Available records >>

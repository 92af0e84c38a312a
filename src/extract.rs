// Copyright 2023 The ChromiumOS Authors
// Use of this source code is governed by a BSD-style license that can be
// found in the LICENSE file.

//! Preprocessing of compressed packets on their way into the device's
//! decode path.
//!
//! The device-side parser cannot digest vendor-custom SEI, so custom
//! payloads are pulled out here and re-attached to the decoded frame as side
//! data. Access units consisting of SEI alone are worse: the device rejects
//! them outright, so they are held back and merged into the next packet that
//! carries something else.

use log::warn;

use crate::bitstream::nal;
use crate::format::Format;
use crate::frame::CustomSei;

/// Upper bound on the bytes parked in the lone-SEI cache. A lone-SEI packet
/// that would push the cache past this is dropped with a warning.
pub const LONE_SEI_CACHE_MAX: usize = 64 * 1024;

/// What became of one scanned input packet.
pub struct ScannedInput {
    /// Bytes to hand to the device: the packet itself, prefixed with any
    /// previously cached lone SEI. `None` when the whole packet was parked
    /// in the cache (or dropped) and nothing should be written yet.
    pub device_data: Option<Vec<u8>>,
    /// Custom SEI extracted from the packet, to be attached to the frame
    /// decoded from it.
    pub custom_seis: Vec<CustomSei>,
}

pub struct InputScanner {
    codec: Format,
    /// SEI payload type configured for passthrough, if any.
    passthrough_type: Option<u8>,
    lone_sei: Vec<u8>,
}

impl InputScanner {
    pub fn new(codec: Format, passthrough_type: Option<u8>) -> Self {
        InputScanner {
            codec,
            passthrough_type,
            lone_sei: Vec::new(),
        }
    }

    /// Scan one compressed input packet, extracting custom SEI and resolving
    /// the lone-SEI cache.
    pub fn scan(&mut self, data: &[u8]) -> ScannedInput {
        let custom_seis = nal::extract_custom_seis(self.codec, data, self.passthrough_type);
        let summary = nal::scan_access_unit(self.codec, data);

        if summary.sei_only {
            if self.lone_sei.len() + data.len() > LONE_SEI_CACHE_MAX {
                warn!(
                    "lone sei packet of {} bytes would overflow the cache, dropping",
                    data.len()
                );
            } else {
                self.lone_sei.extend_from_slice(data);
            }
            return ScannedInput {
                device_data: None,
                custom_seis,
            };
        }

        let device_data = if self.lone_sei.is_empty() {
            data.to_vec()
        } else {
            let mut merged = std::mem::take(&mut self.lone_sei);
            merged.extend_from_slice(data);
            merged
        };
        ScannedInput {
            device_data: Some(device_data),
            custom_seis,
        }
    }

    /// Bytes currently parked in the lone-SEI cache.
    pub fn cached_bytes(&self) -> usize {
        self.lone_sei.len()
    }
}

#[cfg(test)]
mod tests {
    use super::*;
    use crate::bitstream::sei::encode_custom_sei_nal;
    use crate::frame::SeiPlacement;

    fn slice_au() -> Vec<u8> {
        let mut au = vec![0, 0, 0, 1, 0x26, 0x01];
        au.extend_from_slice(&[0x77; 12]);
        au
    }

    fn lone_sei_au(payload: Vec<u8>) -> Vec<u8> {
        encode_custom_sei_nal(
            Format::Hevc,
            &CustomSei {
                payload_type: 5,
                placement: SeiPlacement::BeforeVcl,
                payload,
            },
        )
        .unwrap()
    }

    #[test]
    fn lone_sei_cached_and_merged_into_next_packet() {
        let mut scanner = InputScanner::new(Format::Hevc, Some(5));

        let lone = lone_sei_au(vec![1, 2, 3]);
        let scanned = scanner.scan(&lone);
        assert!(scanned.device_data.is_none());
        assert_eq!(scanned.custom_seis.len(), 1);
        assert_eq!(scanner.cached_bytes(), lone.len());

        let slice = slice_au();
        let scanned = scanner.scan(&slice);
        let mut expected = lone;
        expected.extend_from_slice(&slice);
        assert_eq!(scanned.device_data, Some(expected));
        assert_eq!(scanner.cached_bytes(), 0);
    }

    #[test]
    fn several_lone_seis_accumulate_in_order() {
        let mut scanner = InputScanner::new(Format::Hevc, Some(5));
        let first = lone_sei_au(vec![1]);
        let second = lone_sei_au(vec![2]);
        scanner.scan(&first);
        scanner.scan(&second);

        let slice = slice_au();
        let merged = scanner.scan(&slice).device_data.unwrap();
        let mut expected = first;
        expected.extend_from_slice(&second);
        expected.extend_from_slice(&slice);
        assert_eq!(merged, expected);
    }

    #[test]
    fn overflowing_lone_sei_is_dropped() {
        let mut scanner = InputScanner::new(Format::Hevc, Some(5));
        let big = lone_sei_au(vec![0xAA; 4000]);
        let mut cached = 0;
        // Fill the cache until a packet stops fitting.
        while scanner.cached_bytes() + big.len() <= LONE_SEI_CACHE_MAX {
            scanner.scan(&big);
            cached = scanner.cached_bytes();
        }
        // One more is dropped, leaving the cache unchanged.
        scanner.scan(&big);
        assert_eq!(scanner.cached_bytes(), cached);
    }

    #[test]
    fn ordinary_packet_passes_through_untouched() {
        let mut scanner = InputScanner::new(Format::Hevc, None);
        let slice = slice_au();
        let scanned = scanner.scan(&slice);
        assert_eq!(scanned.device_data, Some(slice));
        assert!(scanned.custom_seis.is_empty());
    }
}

What you have to do >> Please print the listing exactly, keeping each line as it is.

Solution to this problem >>
repository 92af0e84c38a312a
filename src/extract.rs
// Copyright 2023 The ChromiumOS Authors
// Use of this source code is governed by a BSD-style license that can be
// found in the LICENSE file.

//! Preprocessing of compressed packets on their way into the device's
//! decode path.
//!
//! The device-side parser cannot digest vendor-custom SEI, so custom
//! payloads are pulled out here and re-attached to the decoded frame as side
//! data. Access units consisting of SEI alone are worse: the device rejects
//! them outright, so they are held back and merged into the next packet that
//! carries something else.

use log::warn;

use crate::bitstream::nal;
use crate::format::Format;
use crate::frame::CustomSei;

/// Upper bound on the bytes parked in the lone-SEI cache. A lone-SEI packet
/// that would push the cache past this is dropped with a warning.
pub const LONE_SEI_CACHE_MAX: usize = 64 * 1024;

/// What became of one scanned input packet.
pub struct ScannedInput {
    /// Bytes to hand to the device: the packet itself, prefixed with any
    /// previously cached lone SEI. `None` when the whole packet was parked
    /// in the cache (or dropped) and nothing should be written yet.
    pub device_data: Option<Vec<u8>>,
    /// Custom SEI extracted from the packet, to be attached to the frame
    /// decoded from it.
    pub custom_seis: Vec<CustomSei>,
}

pub struct InputScanner {
    codec: Format,
    /// SEI payload type configured for passthrough, if any.
    passthrough_type: Option<u8>,
    lone_sei: Vec<u8>,
}

impl InputScanner {
    pub fn new(codec: Format, passthrough_type: Option<u8>) -> Self {
        InputScanner {
            codec,
            passthrough_type,
            lone_sei: Vec::new(),
        }
    }

    /// Scan one compressed input packet, extracting custom SEI and resolving
    /// the lone-SEI cache.
    pub fn scan(&mut self, data: &[u8]) -> ScannedInput {
        let custom_seis = nal::extract_custom_seis(self.codec, data, self.passthrough_type);
        let summary = nal::scan_access_unit(self.codec, data);

        if summary.sei_only {
            if self.lone_sei.len() + data.len() > LONE_SEI_CACHE_MAX {
                warn!(
                    "lone sei packet of {} bytes would overflow the cache, dropping",
                    data.len()
                );
            } else {
                self.lone_sei.extend_from_slice(data);
            }
            return ScannedInput {
                device_data: None,
                custom_seis,
            };
        }

        let device_data = if self.lone_sei.is_empty() {
            data.to_vec()
        } else {
            let mut merged = std::mem::take(&mut self.lone_sei);
            merged.extend_from_slice(data);
            merged
        };
        ScannedInput {
            device_data: Some(device_data),
            custom_seis,
        }
    }

    /// Bytes currently parked in the lone-SEI cache.
    pub fn cached_bytes(&self) -> usize {
        self.lone_sei.len()
    }
}

#[cfg(test)]
mod tests {
    use super::*;
    use crate::bitstream::sei::encode_custom_sei_nal;
    use crate::frame::SeiPlacement;

    fn slice_au() -> Vec<u8> {
        let mut au = vec![0, 0, 0, 1, 0x26, 0x01];
        au.extend_from_slice(&[0x77; 12]);
        au
    }

    fn lone_sei_au(payload: Vec<u8>) -> Vec<u8> {
        encode_custom_sei_nal(
            Format::Hevc,
            &CustomSei {
                payload_type: 5,
                placement: SeiPlacement::BeforeVcl,
                payload,
            },
        )
        .unwrap()
    }

    #[test]
    fn lone_sei_cached_and_merged_into_next_packet() {
        let mut scanner = InputScanner::new(Format::Hevc, Some(5));

        let lone = lone_sei_au(vec![1, 2, 3]);
        let scanned = scanner.scan(&lone);
        assert!(scanned.device_data.is_none());
        assert_eq!(scanned.custom_seis.len(), 1);
        assert_eq!(scanner.cached_bytes(), lone.len());

        let slice = slice_au();
        let scanned = scanner.scan(&slice);
        let mut expected = lone;
        expected.extend_from_slice(&slice);
        assert_eq!(scanned.device_data, Some(expected));
        assert_eq!(scanner.cached_bytes(), 0);
    }

    #[test]
    fn several_lone_seis_accumulate_in_order() {
        let mut scanner = InputScanner::new(Format::Hevc, Some(5));
        let first = lone_sei_au(vec![1]);
        let second = lone_sei_au(vec![2]);
        scanner.scan(&first);
        scanner.scan(&second);

        let slice = slice_au();
        let merged = scanner.scan(&slice).device_data.unwrap();
        let mut expected = first;
        expected.extend_from_slice(&second);
        expected.extend_from_slice(&slice);
        assert_eq!(merged, expected);
    }

    #[test]
    fn overflowing_lone_sei_is_dropped() {
        let mut scanner = InputScanner::new(Format::Hevc, Some(5));
        let big = lone_sei_au(vec![0xAA; 4000]);
        let mut cached = 0;
        // Fill the cache until a packet stops fitting.
        while scanner.cached_bytes() + big.len() <= LONE_SEI_CACHE_MAX {
            scanner.scan(&big);
            cached = scanner.cached_bytes();
        }
        // One more is dropped, leaving the cache unchanged.
        scanner.scan(&big);
        assert_eq!(scanner.cached_bytes(), cached);
    }

    #[test]
    fn ordinary_packet_passes_through_untouched() {
        let mut scanner = InputScanner::new(Format::Hevc, None);
        let slice = slice_au();
        let scanned = scanner.scan(&slice);
        assert_eq!(scanned.device_data, Some(slice));
        assert!(scanned.custom_seis.is_empty());
    }
}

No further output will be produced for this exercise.